The novel’s narrative counterpoints the stories of Melville’s contemporary, James Heberley, a 19th-century blow-in castaway mariner, and a 1980s Researcher in Wellington.

As the Researcher sits in a McDonald’s bar, there’s a feast of inversion. The letters M c D appear in reverse order mirrored on the plateglass window, and no ghostly Doctor but a Phantom Rollerskater outside glides through them. The Researcher hopelessly explains to his small audience of mocking young Rastas that more than half the world’s forests have been destroyed since about 1960, mainly, it seems, in order to make “ways in”: facilitating the consumption of this garbage: cardboard packages for quick takeaways.

His mouth full of disgusting mush, he comments: “the besht organished genoshide you ever…” and is instantly answered, “We never did it!” But there’s no exemption in innocence or ignorance and when he finds momentary refuge and relief minutes later in a public urinal, he can’t help but gasp at the freshly-scribed graffito: “THE MEEK DON’T WANT IT”

The concerns of the novel are global and even more pressing now than they were in 1986 – McDonald’s is as global a concern as nuclear fission.

Another New Zealand poet, Leigh Davis, once wrote: “… a McDonald’s hamburger is… a highly evolved type of product, it hasn’t got there overnight … it has come about as a result of a lot of R&D and a lot of decision-making of a rich kind and McDonald’s hamburgers are rich in implications.”

The time between Heberley and Melville and the Researcher and ourselves has gone in very quickly. What most frightened Heberley on his first voyage to the Pacific was the idea of cannibalism. Cannibalism is our present condition. The forests, the burgers – “his finger that had poked through the clammy burger smelled faintly of onion and arsehole”.

(Melville too was interested in the odorous. Chapter 92 of Moby-Dick finds him referring to the learned Fogo von Slack, his great work on Smells, a text book on that subject) – bonemarrow, thyroids, the nucleii: we human beings are eating ourselves. Full circle. Short circuit. And the ante upped with the scale.
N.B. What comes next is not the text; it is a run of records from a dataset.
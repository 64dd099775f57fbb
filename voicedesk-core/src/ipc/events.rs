//! Event types broadcast to the host.
//!
//! ## Channels
//!
//! | Event | Subscription |
//! |-------|--------------|
//! | `SessionStatusEvent` | `VoiceAgent::subscribe_status` |
//! | `TranscriptEvent` | `VoiceAgent::subscribe_transcripts` |
//!
//! Everything serialises as camelCase JSON so a UI shell can forward it
//! unchanged.

use serde::{Deserialize, Serialize};

use crate::session::state::{Feedback, SessionState};

// ---------------------------------------------------------------------------
// Status events
// ---------------------------------------------------------------------------

/// Emitted on every state transition (and on failures that end a session).
#[derive(Debug, Clone, Serialize, Deserialize)]
#[serde(rename_all = "camelCase")]
pub struct SessionStatusEvent {
    pub seq: u64,
    pub status: SessionState,
    /// Haptic + visual feedback for the transition that produced this event.
    pub feedback: Option<Feedback>,
    /// Optional human-readable detail (e.g. close reason, error message).
    pub detail: Option<String>,
}

// ---------------------------------------------------------------------------
// Transcript events
// ---------------------------------------------------------------------------

#[derive(Debug, Clone, Copy, PartialEq, Eq, Serialize, Deserialize)]
#[serde(rename_all = "lowercase")]
pub enum Speaker {
    /// Transcription of the microphone input.
    User,
    /// Transcription of the synthesized reply.
    Agent,
}

#[derive(Debug, Clone, Copy, PartialEq, Eq, Serialize, Deserialize)]
#[serde(rename_all = "lowercase")]
pub enum SegmentKind {
    /// Text so far in this turn; grows with every delta.
    Partial,
    /// The turn completed and this text is committed.
    Final,
}

/// Accumulated transcript for one side of the current turn.
#[derive(Debug, Clone, Serialize, Deserialize)]
#[serde(rename_all = "camelCase")]
pub struct TranscriptEvent {
    pub seq: u64,
    /// Turn counter within the session, starting at 0.
    pub turn: u64,
    pub speaker: Speaker,
    pub text: String,
    pub kind: SegmentKind,
}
Ed Dorn noted decades ago: “One of the increasingly urgent searches in writing today is to find an adequate exclamation.” But Wedde seems well aware that that search can extend too long for its own usefulness, can take up too many vital energies and may reach nowhere anyway. If you can find no exclamation adequate, does pessimism follow?

Bleakness and despair extend beyond tragedy or the hope of release; and past the farce that follows that, as Wedde acknowledges the Marxian analysis. In 1851, Moby-Dick was published and in the same year Louis Bonaparte seized power in France by a coup d’état: “… Karl Marx, in The Eighteenth Brumaire of Louis Bonaparte, with some difficulty analyses the paradoxical means by which authority, prejudice, power, vested interests, corruption and closed minds can successfully place a complete clown at the head of a state power in total domination of civil society … Ronald McDonald …”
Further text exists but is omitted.